Como regra geral, podemos fazer melhor com os eventos que são os mais diretamente relacionados com a temperatura, desde então, a cadeia de causalidade do aquecimento global para o evento é mais curta e mais simples. Nós podemos fazer as mais fortes declarações de atribuição sobre ondas de calor, em particular.

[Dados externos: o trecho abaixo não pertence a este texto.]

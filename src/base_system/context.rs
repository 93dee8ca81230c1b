//! 全局配置结构（Config）与默认值。
//!
//! 该模块同时提供生成 `config.yml` 的字段元信息。

use std::path::PathBuf;
use std::time::Duration;

use serde::{Deserialize, Serialize};

use super::config::{ConfigSpec, FieldMeta};
use crate::pipeline::coordinator::PipelineOptions;

pub const DEFAULT_USER_AGENT: &str = "Mozilla/5.0 (X11; Linux x86_64) AppleWebKit/537.36 (KHTML, like Gecko) Chrome/66.0.3359.181 Safari/537.36";

#[derive(Debug, Clone, Serialize, Deserialize)]
pub struct Config {
    // 站点配置
    #[serde(default = "default_site")]
    pub site: String,
    #[serde(default)]
    pub root_url: String,

    // 路径配置
    #[serde(default)]
    pub save_path: String,

    // 并发配置
    #[serde(default = "default_producer_workers")]
    pub producer_workers: usize,
    #[serde(default = "default_consumer_workers")]
    pub consumer_workers: usize,
    #[serde(default = "default_job_queue_capacity")]
    pub job_queue_capacity: usize,

    // 网络配置
    #[serde(default = "default_request_timeout")]
    pub request_timeout: u64,
    #[serde(default = "default_user_agent")]
    pub user_agent: String,

    // 浏览器渲染配置
    #[serde(default)]
    pub chrome_path: String,
    #[serde(default = "default_render_timeout")]
    pub render_timeout: u64,
    #[serde(default = "default_render_launch_retries")]
    pub render_launch_retries: u32,
}

impl Default for Config {
    fn default() -> Self {
        Self {
            site: default_site(),
            root_url: String::new(),
            save_path: String::new(),
            producer_workers: default_producer_workers(),
            consumer_workers: default_consumer_workers(),
            job_queue_capacity: default_job_queue_capacity(),
            request_timeout: default_request_timeout(),
            user_agent: default_user_agent(),
            chrome_path: String::new(),
            render_timeout: default_render_timeout(),
            render_launch_retries: default_render_launch_retries(),
        }
    }
}

impl ConfigSpec for Config {
    const FILE_NAME: &'static str = "config.yml";

    fn fields() -> &'static [FieldMeta] {
        static FIELDS: [FieldMeta; 11] = [
            FieldMeta {
                name: "site",
                description: "目标站点, 可选: [kuku, manhuagui]",
            },
            FieldMeta {
                name: "root_url",
                description: "漫画目录页地址（章节列表所在页面）",
            },
            FieldMeta {
                name: "save_path",
                description: "保存路径（留空为 当前目录/comics）",
            },
            FieldMeta {
                name: "producer_workers",
                description: "解析章节的线程数",
            },
            FieldMeta {
                name: "consumer_workers",
                description: "下载图片的线程数",
            },
            FieldMeta {
                name: "job_queue_capacity",
                description: "下载任务队列容量（队列满时解析线程阻塞等待）",
            },
            FieldMeta {
                name: "request_timeout",
                description: "请求超时时间（秒）",
            },
            FieldMeta {
                name: "user_agent",
                description: "请求使用的 User-Agent",
            },
            FieldMeta {
                name: "chrome_path",
                description: "Chrome/Chromium 可执行文件路径（留空自动查找）",
            },
            FieldMeta {
                name: "render_timeout",
                description: "渲染页面时等待图片元素出现的超时时间（秒）",
            },
            FieldMeta {
                name: "render_launch_retries",
                description: "浏览器启动失败时的最大尝试次数",
            },
        ];
        &FIELDS
    }

    fn validate(&self) -> Result<(), String> {
        self.pipeline_options()
            .validate()
            .map_err(|err| err.to_string())
    }
}

impl Config {
    pub fn default_save_dir(&self) -> PathBuf {
        if self.save_path.trim().is_empty() {
            std::env::current_dir()
                .unwrap_or_else(|_| PathBuf::from("."))
                .join("comics")
        } else {
            PathBuf::from(&self.save_path)
        }
    }

    pub fn pipeline_options(&self) -> PipelineOptions {
        PipelineOptions {
            producer_workers: self.producer_workers,
            consumer_workers: self.consumer_workers,
            job_queue_capacity: self.job_queue_capacity,
        }
    }

    pub fn request_timeout(&self) -> Duration {
        Duration::from_secs(self.request_timeout.max(1))
    }

    pub fn render_timeout(&self) -> Duration {
        Duration::from_secs(self.render_timeout.max(1))
    }

    pub fn chrome_executable(&self) -> Option<PathBuf> {
        let trimmed = self.chrome_path.trim();
        (!trimmed.is_empty()).then(|| PathBuf::from(trimmed))
    }
}

/// 生成可在各平台安全使用的目录/文件名。
pub fn safe_fs_name(name: &str, replacement: &str, max_len: usize) -> String {
    let mut cleaned: String = name
        .trim()
        .chars()
        .map(|ch| match ch {
            ':' => '：',
            '"' => '＂',
            '<' => '《',
            '>' => '》',
            '/' | '\\' => '、',
            '|' => '｜',
            '?' => '？',
            '*' => '＊',
            c if (c as u32) < 32 => replacement.chars().next().unwrap_or('_'),
            _ => ch,
        })
        .collect();

    while cleaned.ends_with(' ') || cleaned.ends_with('.') {
        cleaned.pop();
    }

    const RESERVED: [&str; 22] = [
        "CON", "PRN", "AUX", "NUL", "COM1", "COM2", "COM3", "COM4", "COM5", "COM6", "COM7", "COM8",
        "COM9", "LPT1", "LPT2", "LPT3", "LPT4", "LPT5", "LPT6", "LPT7", "LPT8", "LPT9",
    ];
    if RESERVED.contains(&cleaned.to_uppercase().as_str()) {
        cleaned = format!("_{}", cleaned);
    }

    if cleaned.len() > max_len {
        // 避免在多字节 UTF-8 字符（如中文）中间截断导致 panic
        let mut end = max_len;
        while !cleaned.is_char_boundary(end) && end > 0 {
            end -= 1;
        }
        cleaned.truncate(end);
        while cleaned.ends_with(' ') || cleaned.ends_with('.') {
            cleaned.pop();
        }
    }

    if cleaned.is_empty() {
        cleaned.push_str("unnamed");
    }

    cleaned
}

fn default_site() -> String {
    "manhuagui".to_string()
}

fn default_producer_workers() -> usize {
    5
}

fn default_consumer_workers() -> usize {
    18
}

fn default_job_queue_capacity() -> usize {
    200
}

fn default_request_timeout() -> u64 {
    15
}

fn default_user_agent() -> String {
    DEFAULT_USER_AGENT.to_string()
}

fn default_render_timeout() -> u64 {
    60
}

fn default_render_launch_retries() -> u32 {
    5
}
//! www.manhuagui.com
//!
//! 图片由前端脚本解密后才加载，只能用无头浏览器渲染页面再截取 `#mangaFile`。
//! 翻页通过锚点 `#p=N` 完成。

use std::path::PathBuf;
use std::sync::OnceLock;

use regex::Regex;
use scraper::{ElementRef, Html, Selector};

use super::{EntryInfo, ExtractError, SiteAdapter, join_url};
use crate::network_parser::HttpFetcher;
use crate::pipeline::job::Job;

pub const IMAGE_ELEMENT_ID: &str = "mangaFile";

pub struct ManhuaguiAdapter {
    fetcher: HttpFetcher,
}

impl ManhuaguiAdapter {
    pub fn new(fetcher: HttpFetcher) -> Self {
        Self { fetcher }
    }
}

fn selector(css: &'static str, cell: &'static OnceLock<Selector>) -> &'static Selector {
    cell.get_or_init(|| Selector::parse(css).expect("static selector"))
}

fn chapter_link_selector() -> &'static Selector {
    static SEL: OnceLock<Selector> = OnceLock::new();
    selector("ul a.status0", &SEL)
}

fn chapter_list_selectors() -> [&'static Selector; 2] {
    static PRIMARY: OnceLock<Selector> = OnceLock::new();
    static FALLBACK: OnceLock<Selector> = OnceLock::new();
    [
        selector("#chapter-list-1", &PRIMARY),
        selector("#chapter-list-0", &FALLBACK),
    ]
}

fn title_block_selector() -> &'static Selector {
    static SEL: OnceLock<Selector> = OnceLock::new();
    selector("div.w980.title > div:nth-of-type(2)", &SEL)
}

fn comic_title_selector() -> &'static Selector {
    static SEL: OnceLock<Selector> = OnceLock::new();
    selector("h1 > a", &SEL)
}

fn chapter_title_selector() -> &'static Selector {
    static SEL: OnceLock<Selector> = OnceLock::new();
    selector("h2", &SEL)
}

fn pager_selector() -> &'static Selector {
    static SEL: OnceLock<Selector> = OnceLock::new();
    selector("span", &SEL)
}

fn page_count_re() -> &'static Regex {
    static RE: OnceLock<Regex> = OnceLock::new();
    // 分页提示 `(/18)`，当前页号由脚本填充，静态页面里可能为空
    RE.get_or_init(|| Regex::new(r"\(\s*\d*\s*/\s*(\d+)\s*\)").expect("static regex"))
}

fn text_of(el: ElementRef<'_>) -> String {
    el.text().collect::<String>().trim().to_string()
}

pub(crate) fn parse_entry_links(html: &str, root: &str) -> Vec<String> {
    let doc = Html::parse_document(html);
    let Some(list) = chapter_list_selectors()
        .into_iter()
        .find_map(|sel| doc.select(sel).next())
    else {
        return Vec::new();
    };

    list.select(chapter_link_selector())
        .filter_map(|a| a.value().attr("href"))
        .map(|href| join_url(root, href))
        .collect()
}

pub(crate) fn parse_entry_info(html: &str) -> Option<EntryInfo> {
    let doc = Html::parse_document(html);
    let block = doc.select(title_block_selector()).next()?;

    let title = block.select(comic_title_selector()).next().map(text_of)?;
    let chapter = block.select(chapter_title_selector()).next().map(text_of)?;
    let page_count = block
        .select(pager_selector())
        .find_map(|span| {
            page_count_re()
                .captures(&text_of(span))
                .and_then(|caps| caps.get(1)?.as_str().parse::<usize>().ok())
        })?;

    Some(EntryInfo {
        name: format!("{} {}", title, chapter),
        page_count,
    })
}

pub(crate) fn page_urls(entry: &str, page_count: usize) -> Vec<String> {
    (1..=page_count).map(|i| format!("{entry}#p={i}")).collect()
}

impl SiteAdapter for ManhuaguiAdapter {
    fn name(&self) -> &'static str {
        "manhuagui"
    }

    fn list_entries(&self, root: &str) -> Result<Vec<String>, ExtractError> {
        let html = self.fetcher.fetch_html(root)?;
        let entries = parse_entry_links(&html, root);
        if entries.is_empty() {
            return Err(ExtractError::missing("chapter list", root));
        }
        Ok(entries)
    }

    fn describe_entry(&self, entry: &str) -> Result<EntryInfo, ExtractError> {
        let html = self.fetcher.fetch_html(entry)?;
        parse_entry_info(&html).ok_or_else(|| ExtractError::missing("page count element", entry))
    }

    fn list_pages(&self, entry: &str, page_count: usize) -> Result<Vec<String>, ExtractError> {
        Ok(page_urls(entry, page_count))
    }

    fn resolve_asset_location(&self, page: &str) -> Result<String, ExtractError> {
        // 由渲染任务直接打开页面截图
        Ok(page.to_string())
    }

    fn file_extension_for(&self, _asset: &str) -> String {
        ".png".to_string()
    }

    fn build_job(&self, destination: PathBuf, asset: String) -> Job {
        Job::capture(destination, asset, IMAGE_ELEMENT_ID)
    }
}

#[cfg(test)]
mod tests {
    use super::*;
    use crate::network_parser::network::FetchConfig;
    use crate::pipeline::job::JobKind;

    const COMIC_HTML: &str = r#"
        <html><body>
        <div id="chapter-list-1" class="chapter-list">
          <ul>
            <li><a href="/comic/14857/214050.html" class="status0">第72回</a></li>
            <li><a href="/comic/14857/214049.html" class="status0">第71回</a></li>
          </ul>
          <ul>
            <li><a href="/comic/14857/100.html" class="status1">已读</a></li>
          </ul>
        </div>
        </body></html>"#;

    const CHAPTER_HTML: &str = r#"
        <html><body>
        <div class="w980 title">
          <div>logo</div>
          <div>
            <h1><a href="/comic/14857/">粗点心战争</a></h1>
            <h2>第72回</h2>
            <span>(<span id="page">1</span>/18)</span>
          </div>
        </div>
        </body></html>"#;

    #[test]
    fn chapter_links_are_absolute() {
        let links = parse_entry_links(COMIC_HTML, "https://www.manhuagui.com/comic/14857/");
        assert_eq!(
            links,
            vec![
                "https://www.manhuagui.com/comic/14857/214050.html",
                "https://www.manhuagui.com/comic/14857/214049.html",
            ]
        );
    }

    #[test]
    fn falls_back_to_second_chapter_list() {
        let html = COMIC_HTML.replace("chapter-list-1", "chapter-list-0");
        assert_eq!(parse_entry_links(&html, "https://www.manhuagui.com/").len(), 2);
        assert!(parse_entry_links("<html></html>", "https://www.manhuagui.com/").is_empty());
    }

    #[test]
    fn entry_name_combines_comic_and_chapter() {
        let info = parse_entry_info(CHAPTER_HTML).unwrap();
        assert_eq!(info.name, "粗点心战争 第72回");
        assert_eq!(info.page_count, 18);
    }

    #[test]
    fn pages_use_anchor_navigation() {
        assert_eq!(
            page_urls("https://www.manhuagui.com/comic/14857/214050.html", 2),
            vec![
                "https://www.manhuagui.com/comic/14857/214050.html#p=1",
                "https://www.manhuagui.com/comic/14857/214050.html#p=2",
            ]
        );
    }

    #[test]
    fn jobs_are_rendered_captures() {
        let adapter = ManhuaguiAdapter::new(HttpFetcher::new(FetchConfig::default()).unwrap());
        let job = adapter.build_job(PathBuf::from("/c/0000.png"), "https://x#p=1".into());
        assert_eq!(
            job.kind(),
            &JobKind::RenderedCapture {
                element_id: IMAGE_ELEMENT_ID.to_string()
            }
        );
        assert_eq!(adapter.file_extension_for("https://x#p=1"), ".png");
    }
}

(National Academy of Sciences, 2016)

(National Academy of Sciences, 2016)

Podemos dizer muito pouco (ainda) sobre a influência das alterações climáticas em tornados, porque nossos modelos ainda não têm resolução suficiente para simula-los (como uma câmera digital com muito poucos pixels para ver o rosto de alguém de muito longe), sua relação com a temperatura é indireta, e não de investigação foi feito o suficiente para nós, para ter certeza de como eles devem estar mudando. Outros tipos de eventos – tais como inundações, secas e furacões – estão em algum lugar no meio.

Embora a ciência da atribuição esteja avançando rapidamente, ainda é nova, e alguns cientistas estão inquietos sobre ele. Alguns estão preocupados que a politização de desastres climáticos, tornando-os histórias de mudanças climáticas. Estive pensando, por outro lado, que as histórias focadas na atribuição na sequência de catástrofes meteorológicas possam enviar mensagens aos enganosos céticos sobre a mudança climática em um todo.

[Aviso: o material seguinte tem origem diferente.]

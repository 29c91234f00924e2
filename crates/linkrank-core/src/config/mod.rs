//! Configuration management

use crate::error::{LinkRankError, Result};
use crate::graph::EdgePolicy;
use crate::rank::DeadEndPolicy;
use serde::{Deserialize, Serialize};
use std::path::{Path, PathBuf};

/// Main configuration structure
#[derive(Debug, Clone, Serialize, Deserialize)]
pub struct Config {
    /// Random-walk settings
    #[serde(default)]
    pub walk: WalkConfig,

    /// Distribution-propagation settings
    #[serde(default)]
    pub distribution: DistributionConfig,

    /// Dead-end handling shared by both estimators
    #[serde(default)]
    pub dead_end: DeadEndPolicy,

    /// Handling of repeated edges in the input
    #[serde(default)]
    pub edge_policy: EdgePolicy,

    /// Use the rayon thread pool
    #[serde(default = "default_parallel")]
    pub parallel: bool,

    /// Number of top pages to show
    #[serde(default = "default_top")]
    pub top: usize,
}

impl Default for Config {
    fn default() -> Self {
        Self {
            walk: WalkConfig::default(),
            distribution: DistributionConfig::default(),
            dead_end: DeadEndPolicy::default(),
            edge_policy: EdgePolicy::default(),
            parallel: default_parallel(),
            top: default_top(),
        }
    }
}

/// Random-walk configuration
#[derive(Debug, Clone, Serialize, Deserialize)]
pub struct WalkConfig {
    /// Fixed number of walks (defaults to the square of the node count)
    #[serde(default)]
    pub walks: Option<u64>,

    /// Steps per walk as a multiple of the graph diameter
    #[serde(default = "default_multiplier")]
    pub steps_per_diameter: usize,

    /// RNG seed
    #[serde(default = "default_seed")]
    pub seed: u64,
}

impl Default for WalkConfig {
    fn default() -> Self {
        Self {
            walks: None,
            steps_per_diameter: default_multiplier(),
            seed: default_seed(),
        }
    }
}

/// Distribution-propagation configuration
#[derive(Debug, Clone, Serialize, Deserialize)]
pub struct DistributionConfig {
    /// Iterations as a multiple of the graph diameter
    #[serde(default = "default_multiplier")]
    pub iterations_per_diameter: usize,
}

impl Default for DistributionConfig {
    fn default() -> Self {
        Self {
            iterations_per_diameter: default_multiplier(),
        }
    }
}

fn default_parallel() -> bool {
    true
}

fn default_top() -> usize {
    20
}

fn default_multiplier() -> usize {
    2
}

fn default_seed() -> u64 {
    crate::DEFAULT_SEED
}

impl Config {
    /// Load config from default path
    pub fn load() -> Result<Self> {
        let path = Self::default_path();
        if path.exists() {
            Self::load_from(&path)
        } else {
            Config::default().with_env_overrides()
        }
    }

    /// Load config from an explicit path
    pub fn load_from(path: &Path) -> Result<Self> {
        let content = std::fs::read_to_string(path)?;
        let config: Config = serde_yaml::from_str(&content)?;
        tracing::debug!("Loaded configuration from {}", path.display());
        config.with_env_overrides()
    }

    /// Get default config path
    pub fn default_path() -> PathBuf {
        dirs::config_dir()
            .unwrap_or_else(|| PathBuf::from("."))
            .join(crate::CONFIG_DIR_NAME)
            .join("config.yml")
    }

    /// Apply `LINKRANK_SEED` and `LINKRANK_DEAD_END` on top of file values
    pub fn with_env_overrides(mut self) -> Result<Self> {
        if let Ok(seed) = std::env::var("LINKRANK_SEED") {
            self.walk.seed = seed
                .trim()
                .parse()
                .map_err(|_| LinkRankError::Config(format!("LINKRANK_SEED is not a u64: {seed}")))?;
        }
        if let Ok(policy) = std::env::var("LINKRANK_DEAD_END") {
            self.dead_end = policy
                .parse()
                .map_err(|e: LinkRankError| LinkRankError::Config(e.to_string()))?;
        }
        Ok(self)
    }

    /// Walk count for a graph with `nodes` nodes
    pub fn walks_for(&self, nodes: usize) -> u64 {
        self.walk
            .walks
            .unwrap_or_else(|| (nodes as u64).saturating_pow(2))
            .max(1)
    }

    /// Steps per walk for a graph of the given diameter
    pub fn steps_for(&self, diameter: usize) -> usize {
        (self.walk.steps_per_diameter * diameter).max(1)
    }

    /// Iteration count for a graph of the given diameter
    pub fn iterations_for(&self, diameter: usize) -> usize {
        (self.distribution.iterations_per_diameter * diameter).max(1)
    }
}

A ciência climática funciona melhor com padrões. Um papel determinante da mudança climática em um único evento geralmente é mais difícil do que fazê-lo nas estatísticas globais. Pode ser difícil ter certeza de que a exposição a pequenas quantidades de uma substância química causou câncer em um único paciente, mesmo quando os estudos de grandes populações provam que é um agente cancerígeno; da mesma forma, que muitas vezes não podem fazer declarações de atribuição fortes sobre um evento de tempo individual, mesmo quando temos uma grande quantidade de evidências de que esses tipos de eventos em geral são influenciados pelas mudanças climáticas, ou serão no futuro. Assim, a cobertura da mídia de estudos de atribuição, por vezes, acaba se concentrando mais sobre o que nós não sabemos do que aquilo já fazemos. Isto pode deixar a impressão de que sabemos menos do que realmente fazemos, que é inútil em um clima político que já não leva a o real a sério o suficiente.

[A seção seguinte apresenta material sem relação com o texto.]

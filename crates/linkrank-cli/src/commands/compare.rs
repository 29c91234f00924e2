//! Compare both estimators on the same graph

use crate::app::{CompareArgs, OutputFormat};
use crate::output;
use anyhow::Result;
use linkrank_core::{compare, speedup, Comparison, Config, RankEntry};
use serde::Serialize;

#[derive(Serialize)]
struct CompareReport<'a> {
    nodes: usize,
    edges: usize,
    dead_end: &'static str,
    edge_policy: &'static str,
    stochastic: StochasticReport<'a>,
    distribution: DistributionReport<'a>,
    speedup: Option<f64>,
    comparison: &'a Comparison,
}

#[derive(Serialize)]
struct StochasticReport<'a> {
    walks: u64,
    steps: usize,
    seed: u64,
    seconds: f64,
    top: &'a [RankEntry<'a>],
}

#[derive(Serialize)]
struct DistributionReport<'a> {
    iterations: usize,
    seconds: f64,
    top: &'a [RankEntry<'a>],
}

pub async fn run(args: CompareArgs, config: &Config, format: OutputFormat) -> Result<()> {
    let config = super::apply_run_args(config, &args.run);
    let graph = super::load_graph(&args.graph, &config)?;
    let mut diameter = super::lazy_diameter(&graph);
    let stochastic = super::stochastic_estimator(&args.walk, &config, &graph, &mut diameter);
    let distribution = super::distribution_estimator(&args.distribution, &config, &mut diameter);

    let walks = super::estimate(stochastic, graph.clone(), "Random walks").await?;
    let probs = super::estimate(distribution, graph.clone(), "Distribution").await?;

    let comparison = compare(&walks.value, &probs.value, config.top)?;
    let ratio = speedup(walks.elapsed, probs.elapsed);
    let walks_top = walks.value.top(config.top);
    let probs_top = probs.value.top(config.top);

    match format {
        OutputFormat::Json => {
            let report = CompareReport {
                nodes: graph.node_count(),
                edges: graph.edge_count(),
                dead_end: config.dead_end.as_str(),
                edge_policy: graph.edge_policy().as_str(),
                stochastic: StochasticReport {
                    walks: stochastic.walks,
                    steps: stochastic.steps,
                    seed: stochastic.seed,
                    seconds: walks.seconds(),
                    top: &walks_top,
                },
                distribution: DistributionReport {
                    iterations: distribution.iterations,
                    seconds: probs.seconds(),
                    top: &probs_top,
                },
                speedup: ratio,
                comparison: &comparison,
            };
            println!("{}", serde_json::to_string_pretty(&report)?);
        }
        OutputFormat::Plain | OutputFormat::Csv => {
            let sections: [(&str, &[RankEntry<'_>]); 2] =
                [("stochastic", &walks_top), ("distribution", &probs_top)];
            print!("{}", output::format_methods(&sections, format)?);
        }
        OutputFormat::Cli => {
            println!(
                "Estimate PageRank through random walks ({} walks, {} steps):",
                stochastic.walks, stochastic.steps
            );
            print!("{}", output::format_ranking(&walks_top, format)?);
            println!("Calculation took {:.2} seconds.", walks.seconds());
            println!();

            println!(
                "Estimate PageRank through probability distributions ({} iterations):",
                distribution.iterations
            );
            print!("{}", output::format_ranking(&probs_top, format)?);
            println!("Calculation took {:.2} seconds.", probs.seconds());
            println!();

            match ratio {
                Some(ratio) => println!("The probabilistic method was {:.0} times faster.", ratio),
                None => println!("The probabilistic method finished too quickly to time."),
            }
            println!(
                "L1 distance: {:.4}, max difference: {:.4}{}",
                comparison.l1_distance,
                comparison.max_abs_diff,
                comparison
                    .max_diff_node
                    .as_deref()
                    .map(|n| format!(" ({n})"))
                    .unwrap_or_default()
            );
            println!(
                "Top-{} overlap: {:.0}%, same leader: {}",
                comparison.top_k,
                comparison.top_k_overlap * 100.0,
                if comparison.same_leader { "yes" } else { "no" }
            );
        }
    }
    Ok(())
}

Mas os estudos de atribuição ajudam a fechar a lacuna entre a noção generalizada de mudança climática como distante e a necessidade real para nós em agir sobre ela agora. Eventos climáticos extremos reais chamam a atenção das pessoas. Às vezes, a atenção sobre questões mais amplos em torno das alterações climáticas se encontram vencidas por ele. Quando a “Superstorm” Sandy chegou, por exemplo, começou uma conversa pública criticamente importante sobre aumento do nível do mar e outros impactos das mudanças climáticas sobre a área metropolitana de Nova York.

Agora, alguns dos aspectos mais importantes desta conversa na verdade, não nos obriga a dizer em que medida as alterações climáticas influenciaram Sandy. (Para registro, no entanto, o clima relacionou-se com a elevação do nível do mar e o aumento da profundidade das águas da inundação em cerca de oito polegadas) Devemos ter o planejamento para as mudanças climáticas com base em nossas melhores projeções do futuro, e os eventos individuais não mudam – o fato que ocorreu com Sandy não altera a probabilidade do próximo.

E mesmo se a evidência não indica uma influência humana significativa em um recente evento particular, a nossa experiência vivida desse evento pode proporcionar uma visão necessária de que mudanças podem vir no futuro, e uma indicação de nossa vulnerabilidade a essas mudanças.

Mas é natural tentar ver a mudança climática através da lente de eventos climáticos individuais, e ver como eles estão relacionados. A nossa capacidade para responder está melhorando rapidamente, o que nos permite compreender mais profundamente o que está acontecendo com o nosso planeta em tempo real.